---- DATA SUPPLIED

use crate::analytics::series::Histogram;
use crate::record::Record;

/// Number of buckets; width 0.1 each, covering returns in [-0.05, 1.05).
const BIN_COUNT: usize = 11;

/// Fixed-width histogram over the return field.
///
/// Bucket index is `floor((ret + 0.05) * 10)` clamped to [0, 10]:
/// outliers fold silently into the boundary buckets instead of erroring.
/// Labels are the lower bucket edges to two decimals.
pub fn return_histogram(records: &[Record]) -> Histogram {
    let mut counts = vec![0u64; BIN_COUNT];
    for record in records {
        let raw = ((record.ret + 0.05) * 10.0).floor();
        let bucket = raw.clamp(0.0, (BIN_COUNT - 1) as f64) as usize;
        counts[bucket] += 1;
    }

    let labels = (0..BIN_COUNT)
        .map(|i| format!("{:.2}", i as f64 / 10.0 - 0.05))
        .collect();

    Histogram { labels, counts }
}

#[cfg(test)]
mod tests {
    use super::*;
    use chrono::NaiveDate;

    fn rec(ret: f64) -> Record {
        Record {
            date: NaiveDate::from_ymd_opt(2023, 1, 2).unwrap(),
            strategy: "Dynamic".to_string(),
            ret,
            beta: 0.0,
            correlation: 0.0,
            equity: 100.0,
        }
    }

    #[test]
    fn test_small_return_lands_in_first_bucket() {
        // floor((0.004 + 0.05) * 10) = floor(0.54) = 0
        let hist = return_histogram(&[rec(0.004)]);
        assert_eq!(hist.counts[0], 1);
        assert_eq!(hist.counts[1..].iter().sum::<u64>(), 0);
    }

    #[test]
    fn test_outliers_clamp_to_boundary_buckets() {
        let hist = return_histogram(&[rec(-0.5), rec(-0.051), rec(2.0), rec(1.05)]);
        assert_eq!(hist.counts[0], 2, "below -0.05 folds into bucket 0");
        assert_eq!(hist.counts[10], 2, "at or above 1.05 folds into bucket 10");
    }

    #[test]
    fn test_counts_sum_to_input_length() {
        let records: Vec<Record> = [-1.0, -0.04, 0.0, 0.1, 0.55, 0.99, 3.0]
            .iter()
            .map(|r| rec(*r))
            .collect();
        let hist = return_histogram(&records);
        assert_eq!(hist.counts.iter().sum::<u64>(), records.len() as u64);
        assert_eq!(hist.counts.len(), 11);
        assert_eq!(hist.labels.len(), 11);
    }

    #[test]
    fn test_labels_are_lower_edges() {
        let hist = return_histogram(&[]);
        assert_eq!(hist.labels[0], "-0.05");
        assert_eq!(hist.labels[1], "0.05");
        assert_eq!(hist.labels[10], "0.95");
        assert!(hist.counts.iter().all(|c| *c == 0));
    }
}
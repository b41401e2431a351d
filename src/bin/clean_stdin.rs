//! Simple CLI that reads a message body from stdin (or a file) and prints
//! the cleaned text as JSON.
//!
//! Usage: `clean_stdin [--plain] [FILE]`
//!
//! Input is treated as HTML unless `--plain` is given, in which case it is
//! cleaned as (possibly quoted-printable) plain text.

use mail_cleaner::HtmlCleaner;
use serde::Serialize;
use std::env;
use std::fs;
use std::io::{self, Read};

#[derive(Serialize)]
struct Output {
    text: String,
    chars: usize,
}

fn main() -> Result<(), Box<dyn std::error::Error>> {
    let mut plain = false;
    let mut path = None;
    for arg in env::args().skip(1) {
        if arg == "--plain" {
            plain = true;
        } else {
            path = Some(arg);
        }
    }

    // Raw bytes so the HTML path can honour declared charsets.
    let input = match path {
        Some(path) => fs::read(path)?,
        None => {
            let mut buffer = Vec::new();
            io::stdin().read_to_end(&mut buffer)?;
            buffer
        }
    };

    let cleaner = HtmlCleaner::new();
    let text = if plain {
        cleaner.clean_simple(&String::from_utf8_lossy(&input))
    } else {
        cleaner.clean_bytes(&input)
    };

    let output = Output {
        chars: text.chars().count(),
        text,
    };
    println!("{}", serde_json::to_string_pretty(&output)?);

    Ok(())
}
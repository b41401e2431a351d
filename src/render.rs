//! HTML to plain-text rendering.
//!
//! Uses quick_html2md for the HTML→Markdown conversion: inline
//! `[text](url)` links, emphasis markers, list bullets and GFM tables.
//! [`RenderOptions`] is mapped onto the converter's options; the settings it
//! has no equivalent for are applied before (emphasis) or after (ASCII
//! fallback, wrapping) the conversion.

use quick_html2md::{html_to_markdown_with_options, MarkdownOptions};

use crate::dom;
use crate::markdown;
use crate::options::RenderOptions;

/// Render an HTML document or fragment to plain text.
///
/// # Example
///
/// ```rust
/// use mail_cleaner::{render::html_to_text, RenderOptions};
///
/// let html = r#"<p>Read the <a href="https://example.com/post">full story</a></p>"#;
/// let text = html_to_text(html, &RenderOptions::default());
/// assert_eq!(text.trim(), "Read the [full story](https://example.com/post)");
/// ```
#[must_use]
pub fn html_to_text(html: &str, options: &RenderOptions) -> String {
    let body = dom::prepare(html, options);
    if body.trim().is_empty() {
        return String::new();
    }

    // Map RenderOptions to quick_html2md MarkdownOptions
    let md_options = MarkdownOptions::new()
        .include_links(!options.ignore_links)
        .include_images(!options.ignore_images)
        .preserve_tables(true);

    let mut text = html_to_markdown_with_options(&body, &md_options);

    if !options.unicode_snob {
        text = markdown::ascii_fallback(&text);
    }
    if options.wraps() {
        text = markdown::wrap(&text, options.body_width);
    }

    log::trace!("rendered {} bytes of HTML to {} bytes of text", html.len(), text.len());
    text
}
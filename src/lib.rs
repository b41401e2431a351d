//! # mail-cleaner
//!
//! Converts raw email HTML and quoted-printable plain text into clean text
//! for reading or summarization.
//!
//! Newsletter templates leave a lot of noise after HTML-to-text conversion:
//! empty layout-table cells, image links with no text, horizontal rules,
//! and footers full of unsubscribe, preference, social and copyright lines.
//! This crate renders the markup, strips that boilerplate, and normalizes
//! whitespace.
//!
//! ## Quick Start
//!
//! ```rust
//! use mail_cleaner::{clean_html, HtmlCleaner};
//!
//! let html = r#"<h1>This week</h1>
//! <p>Three stories worth reading.</p>
//! <p>Follow us on Twitter</p>
//! <p>&copy; 2024 Example Media LLC. All rights reserved.</p>"#;
//!
//! let text = clean_html(html);
//! assert!(text.starts_with("# This week"));
//! assert!(text.ends_with("Three stories worth reading."));
//!
//! // Plain-text parts may still be quoted-printable encoded.
//! let cleaner = HtmlCleaner::new();
//! assert_eq!(cleaner.clean_simple("It=E2=80=99s here"), "It\u{2019}s here");
//! ```
//!
//! ## Features
//!
//! - **Rendering**: HTML to Markdown text via quick_html2md (links, emphasis, lists, tables)
//! - **Boilerplate Removal**: fixed, ordered list of footer line filters
//! - **Transport Decoding**: lenient quoted-printable decoding with fallback
//! - **Charsets**: raw bytes transcoded using `<meta>` or MIME declarations
//!
//! Cleaning never fails: decoding errors fall back to the original text.

mod cleaner;
mod error;
mod options;

/// DOM preparation over `dom_query`.
pub mod dom;

/// Compiled regex patterns and the newsletter filter list.
pub mod patterns;

/// HTML to plain-text rendering.
pub mod render;

/// Post-processing of rendered Markdown.
pub mod markdown;

/// Quoted-printable transport decoding.
pub mod quoted_printable;

/// Character encoding detection and transcoding.
pub mod encoding;

// Public API - re-exports
pub use cleaner::{clean_html, normalize_whitespace, remove_newsletter_artifacts, HtmlCleaner};
pub use error::{Error, Result};
pub use options::RenderOptions;
pub use patterns::NEWSLETTER_FILTER_PATTERNS;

--------

*ACTIVITY*: Set down, exactly as they appear, the lines above from the first one to the line that holds "to two decimals.", both included, please, and no others.

*ANSWER BELOW*:
use crate::analytics::series::Histogram;
use crate::record::Record;

/// Number of buckets; width 0.1 each, covering returns in [-0.05, 1.05).
const BIN_COUNT: usize = 11;

/// Fixed-width histogram over the return field.
///
/// Bucket index is `floor((ret + 0.05) * 10)` clamped to [0, 10]:
/// outliers fold silently into the boundary buckets instead of erroring.
/// Labels are the lower bucket edges to two decimals.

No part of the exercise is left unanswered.